# Your instructions:
Every line of the entries with the word "Clone" in it should be shown.
== == ==
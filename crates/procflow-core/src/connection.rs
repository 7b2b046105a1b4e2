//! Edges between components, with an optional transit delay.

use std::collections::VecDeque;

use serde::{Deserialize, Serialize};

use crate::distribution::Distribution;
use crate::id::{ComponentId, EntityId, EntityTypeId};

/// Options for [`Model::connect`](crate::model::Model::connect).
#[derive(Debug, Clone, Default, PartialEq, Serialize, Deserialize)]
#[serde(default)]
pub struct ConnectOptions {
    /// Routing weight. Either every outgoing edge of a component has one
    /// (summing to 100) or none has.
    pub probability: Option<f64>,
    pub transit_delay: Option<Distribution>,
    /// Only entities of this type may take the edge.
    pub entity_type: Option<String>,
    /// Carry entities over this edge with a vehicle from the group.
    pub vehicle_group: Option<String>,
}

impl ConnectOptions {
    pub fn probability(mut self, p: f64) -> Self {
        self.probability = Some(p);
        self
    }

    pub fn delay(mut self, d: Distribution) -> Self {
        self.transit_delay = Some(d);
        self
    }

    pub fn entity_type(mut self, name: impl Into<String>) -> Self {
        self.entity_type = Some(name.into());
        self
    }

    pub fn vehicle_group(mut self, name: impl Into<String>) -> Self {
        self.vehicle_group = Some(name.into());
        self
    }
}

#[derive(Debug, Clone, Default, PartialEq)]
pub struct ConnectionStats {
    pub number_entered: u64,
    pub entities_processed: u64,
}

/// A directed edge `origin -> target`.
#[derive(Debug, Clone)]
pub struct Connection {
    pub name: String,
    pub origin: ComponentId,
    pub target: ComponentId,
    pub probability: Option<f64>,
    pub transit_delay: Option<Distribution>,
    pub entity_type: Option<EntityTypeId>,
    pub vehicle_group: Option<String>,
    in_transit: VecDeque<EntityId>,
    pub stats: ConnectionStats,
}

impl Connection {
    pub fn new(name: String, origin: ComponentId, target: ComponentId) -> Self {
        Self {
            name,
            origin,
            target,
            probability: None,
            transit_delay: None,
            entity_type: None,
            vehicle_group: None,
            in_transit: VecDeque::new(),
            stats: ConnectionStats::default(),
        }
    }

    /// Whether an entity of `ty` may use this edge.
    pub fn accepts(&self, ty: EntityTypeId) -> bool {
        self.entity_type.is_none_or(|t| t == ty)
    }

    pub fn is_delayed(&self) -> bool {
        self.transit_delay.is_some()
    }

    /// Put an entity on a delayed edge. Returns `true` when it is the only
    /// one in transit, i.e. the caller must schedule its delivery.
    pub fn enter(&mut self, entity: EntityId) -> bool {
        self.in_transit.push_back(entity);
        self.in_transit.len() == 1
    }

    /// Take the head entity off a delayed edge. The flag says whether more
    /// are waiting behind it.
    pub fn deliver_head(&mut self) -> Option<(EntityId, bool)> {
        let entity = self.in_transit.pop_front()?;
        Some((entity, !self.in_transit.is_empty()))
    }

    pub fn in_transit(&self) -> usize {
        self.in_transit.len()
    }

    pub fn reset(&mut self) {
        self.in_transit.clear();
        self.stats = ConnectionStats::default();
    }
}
== == ==
# Reply to the exercise:
#[derive(Debug, Clone, Default, PartialEq, Serialize, Deserialize)]
#[derive(Debug, Clone, Default, PartialEq)]
#[derive(Debug, Clone)]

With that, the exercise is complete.